For the last 40 years, COX-derived PGs have evolved as the best consolidated inflammatory mediators among the plethora of bioactive lipid mediators generated from arachidonic acid. A large number of over-the-counter medications based on the inhibition of these lipid mediators (i.e., NSAIDs) are still the most currently available class of drugs to fight inflammation, pain, and fever. Despite numerous efforts to improve the safety, the use of drugs targeting PG biosynthesis is still the front line of inflammation therapy. COX-2 inhibitors, for example, were safer than NSAIDs and exhibited a better gastric tolerance, but fail because of unexpected thrombotic events.

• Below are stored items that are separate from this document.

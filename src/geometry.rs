//! Geometry for watermark layers: extents, rotated bounding boxes, clamping
//! and hit-testing.
//!
//! All coordinates are base-image pixels. Rotation is clockwise-positive in
//! the y-down image frame, matching the renderer's transforms.

use std::ops::{Add, Sub};

use crate::bitmap::BitmapStore;
use crate::text::Typeface;
use crate::watermark::{Watermark, WatermarkId, WatermarkKind};

/// Font size text watermarks are measured and drawn at before scaling.
pub const BASE_FONT_SIZE: f32 = 50.0;
/// Text box height as a multiple of [`BASE_FONT_SIZE`].
pub const TEXT_HEIGHT_FACTOR: f32 = 1.2;
/// Width used when text measures narrower than this (or not at all).
pub const MIN_TEXT_WIDTH: f32 = 40.0;
/// Side of the square a logo's natural aspect ratio is fitted into.
pub const LOGO_BOX: f32 = 150.0;

/// A point or offset in base-image pixels.
#[derive(Debug, Clone, Copy, PartialEq, Default)]
pub struct Point {
    /// Horizontal coordinate.
    pub x: f32,
    /// Vertical coordinate, growing downwards.
    pub y: f32,
}

impl Point {
    /// Construct a point.
    #[must_use]
    pub const fn new(x: f32, y: f32) -> Self {
        Self { x, y }
    }

    /// Divide both coordinates by `factor`.
    #[must_use]
    pub fn scaled_down(self, factor: f32) -> Self {
        Self::new(self.x / factor, self.y / factor)
    }
}

impl Add for Point {
    type Output = Point;

    fn add(self, rhs: Point) -> Point {
        Point::new(self.x + rhs.x, self.y + rhs.y)
    }
}

impl Sub for Point {
    type Output = Point;

    fn sub(self, rhs: Point) -> Point {
        Point::new(self.x - rhs.x, self.y - rhs.y)
    }
}

/// Width and height in pixels.
#[derive(Debug, Clone, Copy, PartialEq, Default)]
pub struct Size {
    /// Horizontal extent.
    pub width: f32,
    /// Vertical extent.
    pub height: f32,
}

impl Size {
    /// Construct a size.
    #[must_use]
    pub const fn new(width: f32, height: f32) -> Self {
        Self { width, height }
    }

    /// The centre of a box of this size anchored at the origin.
    #[must_use]
    pub fn center(self) -> Point {
        Point::new(self.width / 2.0, self.height / 2.0)
    }

    /// Half of each dimension.
    #[must_use]
    pub fn half(self) -> HalfExtent {
        HalfExtent::new(self.width / 2.0, self.height / 2.0)
    }
}

/// Half-width and half-height of a box centred on a watermark.
#[derive(Debug, Clone, Copy, PartialEq, Default)]
pub struct HalfExtent {
    /// Half of the full width.
    pub width: f32,
    /// Half of the full height.
    pub height: f32,
}

impl HalfExtent {
    /// Construct a half-extent.
    #[must_use]
    pub const fn new(width: f32, height: f32) -> Self {
        Self { width, height }
    }
}

/// What measurement needs besides the watermark itself: a typeface for text
/// and the bitmap table for logos.
#[derive(Clone, Copy)]
pub struct MeasureContext<'a> {
    /// Typeface used to measure text; `None` measures every text as empty.
    pub typeface: Option<&'a dyn Typeface>,
    /// Decoded logo bitmaps.
    pub bitmaps: &'a BitmapStore,
}

impl<'a> MeasureContext<'a> {
    /// Bundle a typeface and bitmap table.
    #[must_use]
    pub fn new(typeface: Option<&'a dyn Typeface>, bitmaps: &'a BitmapStore) -> Self {
        Self { typeface, bitmaps }
    }
}

/// Degrees to radians; the only angle conversion used in the crate.
#[must_use]
pub fn degrees_to_radians(degrees: f32) -> f32 {
    degrees * std::f32::consts::PI / 180.0
}

/// Unscaled size of a watermark's content.
///
/// Text is as wide as its measured advance (at least [`MIN_TEXT_WIDTH`]) and
/// [`TEXT_HEIGHT_FACTOR`] font sizes tall. Logos fit their aspect ratio into a
/// [`LOGO_BOX`] square, or fill the square while the bitmap is unavailable.
#[must_use]
pub fn natural_size(watermark: &Watermark, ctx: &MeasureContext<'_>) -> Size {
    match watermark.kind() {
        WatermarkKind::Text { text, .. } => {
            let measured = ctx
                .typeface
                .map_or(0.0, |face| face.advance_width(text, BASE_FONT_SIZE));
            let width = if measured.is_finite() {
                measured.max(MIN_TEXT_WIDTH)
            } else {
                MIN_TEXT_WIDTH
            };
            Size::new(width, BASE_FONT_SIZE * TEXT_HEIGHT_FACTOR)
        }
        WatermarkKind::Image { bitmap } => match ctx.bitmaps.dimensions(*bitmap) {
            Some((w, h)) if w > 0 && h > 0 => fit_into_box(w, h, LOGO_BOX),
            _ => Size::new(LOGO_BOX, LOGO_BOX),
        },
    }
}

#[allow(clippy::cast_precision_loss)]
fn fit_into_box(width: u32, height: u32, side: f32) -> Size {
    let (w, h) = (width as f32, height as f32);
    if w >= h {
        Size::new(side, side * h / w)
    } else {
        Size::new(side * w / h, side)
    }
}

/// Half-extent of the unrotated, scaled watermark.
#[must_use]
pub fn measure_logical_half_extent(watermark: &Watermark, ctx: &MeasureContext<'_>) -> HalfExtent {
    let natural = natural_size(watermark, ctx);
    let scale = watermark.scale();
    HalfExtent::new(natural.width * scale / 2.0, natural.height * scale / 2.0)
}

/// Half-extent of the axis-aligned box around `logical` rotated by `degrees`.
#[must_use]
pub fn rotated_half_extent(logical: HalfExtent, degrees: f32) -> HalfExtent {
    let (sin, cos) = degrees_to_radians(degrees).sin_cos();
    let w = logical.width * 2.0;
    let h = logical.height * 2.0;
    let rotated_w = (w * cos).abs() + (h * sin).abs();
    let rotated_h = (w * sin).abs() + (h * cos).abs();
    HalfExtent::new(rotated_w / 2.0, rotated_h / 2.0)
}

/// Half-extent of the watermark's rotated bounding box. Used for clamping and
/// for the selection outline.
#[must_use]
pub fn measure_rotated_half_extent(watermark: &Watermark, ctx: &MeasureContext<'_>) -> HalfExtent {
    rotated_half_extent(
        measure_logical_half_extent(watermark, ctx),
        watermark.rotation_degrees(),
    )
}

/// Keep a box of `half` extent centred at `position` inside `bounds`.
///
/// An axis on which the box is larger than the canvas pins to the canvas
/// midpoint.
#[must_use]
pub fn clamp_center(position: Point, half: HalfExtent, bounds: Size) -> Point {
    Point::new(
        clamp_axis(position.x, half.width, bounds.width),
        clamp_axis(position.y, half.height, bounds.height),
    )
}

fn clamp_axis(value: f32, half: f32, bound: f32) -> f32 {
    if !half.is_finite() || half * 2.0 > bound {
        return bound / 2.0;
    }
    if !value.is_finite() {
        return bound / 2.0;
    }
    value.min(bound - half).max(half)
}

/// Clamp a watermark's position using its current rotated bounding box.
pub fn clamp_watermark(watermark: &mut Watermark, bounds: Size, ctx: &MeasureContext<'_>) {
    let half = measure_rotated_half_extent(watermark, ctx);
    let clamped = clamp_center(watermark.position(), half, bounds);
    watermark.set_position(clamped);
}

/// Whether `point` lies inside a box of `half` extent centred at `center` and
/// rotated by `degrees`. Edges count as inside.
#[must_use]
pub fn hit_test_local(point: Point, center: Point, degrees: f32, half: HalfExtent) -> bool {
    let d = point - center;
    let (sin, cos) = degrees_to_radians(degrees).sin_cos();
    let local_x = d.x * cos + d.y * sin;
    let local_y = -d.x * sin + d.y * cos;
    local_x.abs() <= half.width && local_y.abs() <= half.height
}

/// Whether `point` hits the watermark's actual (rotated) shape rather than its
/// bounding box.
#[must_use]
pub fn hit_test(point: Point, watermark: &Watermark, ctx: &MeasureContext<'_>) -> bool {
    hit_test_local(
        point,
        watermark.position(),
        watermark.rotation_degrees(),
        measure_logical_half_extent(watermark, ctx),
    )
}

/// The topmost watermark under `point`: the last in paint order that hits.
#[must_use]
pub fn topmost_hit(
    point: Point,
    watermarks: &[Watermark],
    ctx: &MeasureContext<'_>,
) -> Option<WatermarkId> {
    watermarks
        .iter()
        .rev()
        .find(|wm| hit_test(point, wm, ctx))
        .map(Watermark::id)
}
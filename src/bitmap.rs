//! Decoded bitmaps: the base image and the logo lookup table.
//!
//! Logo watermarks never own pixels. They carry a [`BitmapId`] that is looked
//! up in the [`BitmapStore`], so duplicating a logo shares the decoded data and
//! deleting one cannot free pixels another layer still uses.

use std::collections::HashMap;
use std::sync::Arc;

use image::RgbaImage;
use tiny_skia::{ColorU8, Pixmap};
use tracing::debug;
use uuid::Uuid;

use crate::error::{Error, Result};
use crate::geometry::Size;
use crate::load;

/// Largest internal dimension of the base image; larger uploads are downscaled.
pub const MAX_SAFE_DIMENSION: u32 = 8192;

/// Key of a decoded logo in the [`BitmapStore`].
#[derive(Debug, Clone, Copy, PartialEq, Eq, Hash)]
pub struct BitmapId(Uuid);

impl BitmapId {
    /// Generate a fresh random id.
    #[must_use]
    pub fn new() -> Self {
        Self(Uuid::new_v4())
    }
}

impl Default for BitmapId {
    fn default() -> Self {
        Self::new()
    }
}

/// Immutable premultiplied pixels, cheap to clone.
#[derive(Debug, Clone)]
pub struct Bitmap {
    pixmap: Arc<Pixmap>,
}

impl Bitmap {
    /// Convert straight-alpha RGBA pixels into a premultiplied bitmap.
    ///
    /// # Errors
    ///
    /// Returns [`Error::ContextUnavailable`] if the image has a zero dimension
    /// or the pixel buffer cannot be allocated.
    pub fn from_rgba(image: &RgbaImage) -> Result<Self> {
        let (width, height) = image.dimensions();
        let mut pixmap =
            Pixmap::new(width, height).ok_or(Error::ContextUnavailable { width, height })?;
        for (dst, src) in pixmap.pixels_mut().iter_mut().zip(image.pixels()) {
            *dst = ColorU8::from_rgba(src[0], src[1], src[2], src[3]).premultiply();
        }
        Ok(Self {
            pixmap: Arc::new(pixmap),
        })
    }

    /// Width in pixels.
    #[must_use]
    pub fn width(&self) -> u32 {
        self.pixmap.width()
    }

    /// Height in pixels.
    #[must_use]
    pub fn height(&self) -> u32 {
        self.pixmap.height()
    }

    /// The premultiplied pixels.
    #[must_use]
    pub fn pixmap(&self) -> &Pixmap {
        &self.pixmap
    }
}

/// Lookup table from [`BitmapId`] to decoded logo.
///
/// An id can be reserved before its pixels arrive; until then lookups return
/// `None` and the logo measures as the default square and is not drawn.
#[derive(Debug, Default)]
pub struct BitmapStore {
    entries: HashMap<BitmapId, Option<Bitmap>>,
}

impl BitmapStore {
    /// An empty store.
    #[must_use]
    pub fn new() -> Self {
        Self::default()
    }

    /// Reserve an id whose bitmap will be attached later.
    pub fn reserve(&mut self) -> BitmapId {
        let id = BitmapId::new();
        self.entries.insert(id, None);
        id
    }

    /// Store a bitmap under a fresh id.
    pub fn register(&mut self, bitmap: Bitmap) -> BitmapId {
        let id = BitmapId::new();
        self.entries.insert(id, Some(bitmap));
        id
    }

    /// Attach pixels to a reserved id. Returns `false` (and drops the bitmap)
    /// if the reservation was already released.
    pub fn attach(&mut self, id: BitmapId, bitmap: Bitmap) -> bool {
        match self.entries.get_mut(&id) {
            Some(slot) => {
                *slot = Some(bitmap);
                true
            }
            None => false,
        }
    }

    /// The bitmap for `id`, if it is known and decoded.
    #[must_use]
    pub fn get(&self, id: BitmapId) -> Option<&Bitmap> {
        self.entries.get(&id).and_then(Option::as_ref)
    }

    /// Pixel dimensions of a decoded bitmap.
    #[must_use]
    pub fn dimensions(&self, id: BitmapId) -> Option<(u32, u32)> {
        self.get(id).map(|b| (b.width(), b.height()))
    }

    /// Whether `id` is reserved or decoded.
    #[must_use]
    pub fn contains(&self, id: BitmapId) -> bool {
        self.entries.contains_key(&id)
    }

    /// Number of reserved or decoded entries.
    #[must_use]
    pub fn len(&self) -> usize {
        self.entries.len()
    }

    /// Whether the store holds nothing.
    #[must_use]
    pub fn is_empty(&self) -> bool {
        self.entries.is_empty()
    }

    /// Release every entry not in `referenced`. Returns how many were released.
    pub fn retain_referenced(&mut self, referenced: impl IntoIterator<Item = BitmapId>) -> usize {
        let keep: std::collections::HashSet<BitmapId> = referenced.into_iter().collect();
        let before = self.entries.len();
        self.entries.retain(|id, _| keep.contains(id));
        let released = before - self.entries.len();
        if released > 0 {
            debug!(released, remaining = self.entries.len(), "released bitmaps");
        }
        released
    }
}

/// The background raster watermarks are composited onto.
///
/// Its pixel size defines the coordinate space of every watermark position.
#[derive(Debug, Clone)]
pub struct BaseImage {
    bitmap: Bitmap,
}

impl BaseImage {
    /// Take ownership of decoded pixels, downscaling so neither side exceeds
    /// [`MAX_SAFE_DIMENSION`].
    ///
    /// # Errors
    ///
    /// Returns [`Error::ContextUnavailable`] for empty images.
    pub fn new(image: RgbaImage) -> Result<Self> {
        let image = load::fit_within(image, MAX_SAFE_DIMENSION);
        Ok(Self {
            bitmap: Bitmap::from_rgba(&image)?,
        })
    }

    /// Width in pixels.
    #[must_use]
    pub fn width(&self) -> u32 {
        self.bitmap.width()
    }

    /// Height in pixels.
    #[must_use]
    pub fn height(&self) -> u32 {
        self.bitmap.height()
    }

    /// Size as floating-point bounds for geometry.
    #[must_use]
    #[allow(clippy::cast_precision_loss)]
    pub fn bounds(&self) -> Size {
        Size::new(self.width() as f32, self.height() as f32)
    }

    /// The premultiplied pixels.
    #[must_use]
    pub fn pixmap(&self) -> &Pixmap {
        self.bitmap.pixmap()
    }
}

#[cfg(test)]
mod tests {
    use super::*;
    use image::Rgba;

    #[test]
    fn bitmap_premultiplies_alpha() {
        let img = RgbaImage::from_pixel(2, 2, Rgba([200, 100, 50, 128]));
        let bmp = Bitmap::from_rgba(&img).unwrap();
        let px = bmp.pixmap().pixels()[0];
        assert_eq!(px.alpha(), 128);
        assert!(px.red() < 200);
        let back = px.demultiply();
        assert!((i32::from(back.red()) - 200).abs() <= 2);
    }

    #[test]
    fn empty_image_is_rejected() {
        let err = Bitmap::from_rgba(&RgbaImage::new(0, 10)).err();
        assert!(matches!(err, Some(Error::ContextUnavailable { .. })));
    }

    #[test]
    fn reserved_ids_have_no_pixels_until_attached() {
        let mut store = BitmapStore::new();
        let id = store.reserve();
        assert!(store.contains(id));
        assert!(store.get(id).is_none());
        assert!(store.dimensions(id).is_none());

        let bmp = Bitmap::from_rgba(&RgbaImage::new(4, 3)).unwrap();
        assert!(store.attach(id, bmp));
        assert_eq!(store.dimensions(id), Some((4, 3)));
    }

    #[test]
    fn attaching_to_released_id_drops_bitmap() {
        let mut store = BitmapStore::new();
        let id = store.reserve();
        assert_eq!(store.retain_referenced([]), 1);
        let bmp = Bitmap::from_rgba(&RgbaImage::new(1, 1)).unwrap();
        assert!(!store.attach(id, bmp));
        assert!(store.is_empty());
    }

    #[test]
    fn retain_keeps_only_referenced() {
        let mut store = BitmapStore::new();
        let a = store.register(Bitmap::from_rgba(&RgbaImage::new(1, 1)).unwrap());
        let b = store.register(Bitmap::from_rgba(&RgbaImage::new(1, 1)).unwrap());
        assert_eq!(store.retain_referenced([a, a]), 1);
        assert!(store.contains(a));
        assert!(!store.contains(b));
        assert_eq!(store.len(), 1);
    }

    #[test]
    fn base_image_is_capped_at_safe_dimension() {
        let base = BaseImage::new(RgbaImage::new(MAX_SAFE_DIMENSION * 2, 16)).unwrap();
        assert_eq!(base.width(), MAX_SAFE_DIMENSION);
        assert_eq!(base.height(), 8);
    }
}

At present much hope has been raised over the use of compounds that specifically target PG receptors hat inhibit the activity of specific terminal synthases, and the outcome of this effort will be the subject of discussion in the coming years. Finally, the use of drugs that modulate the PG cascade in combination with the modulation of other pathways of lipid mediator biosynthesis is a subject that will receive much attention in the next years. For example, the interaction of NSAIDs, which target the omega-6 arachidonic acid-derived products, with the omega-3 family of polyunsaturated fatty acids, which also function as substrates for the same COX enzymes, is a matter of interest in the search for novel strategies to harness unremitting inflammation.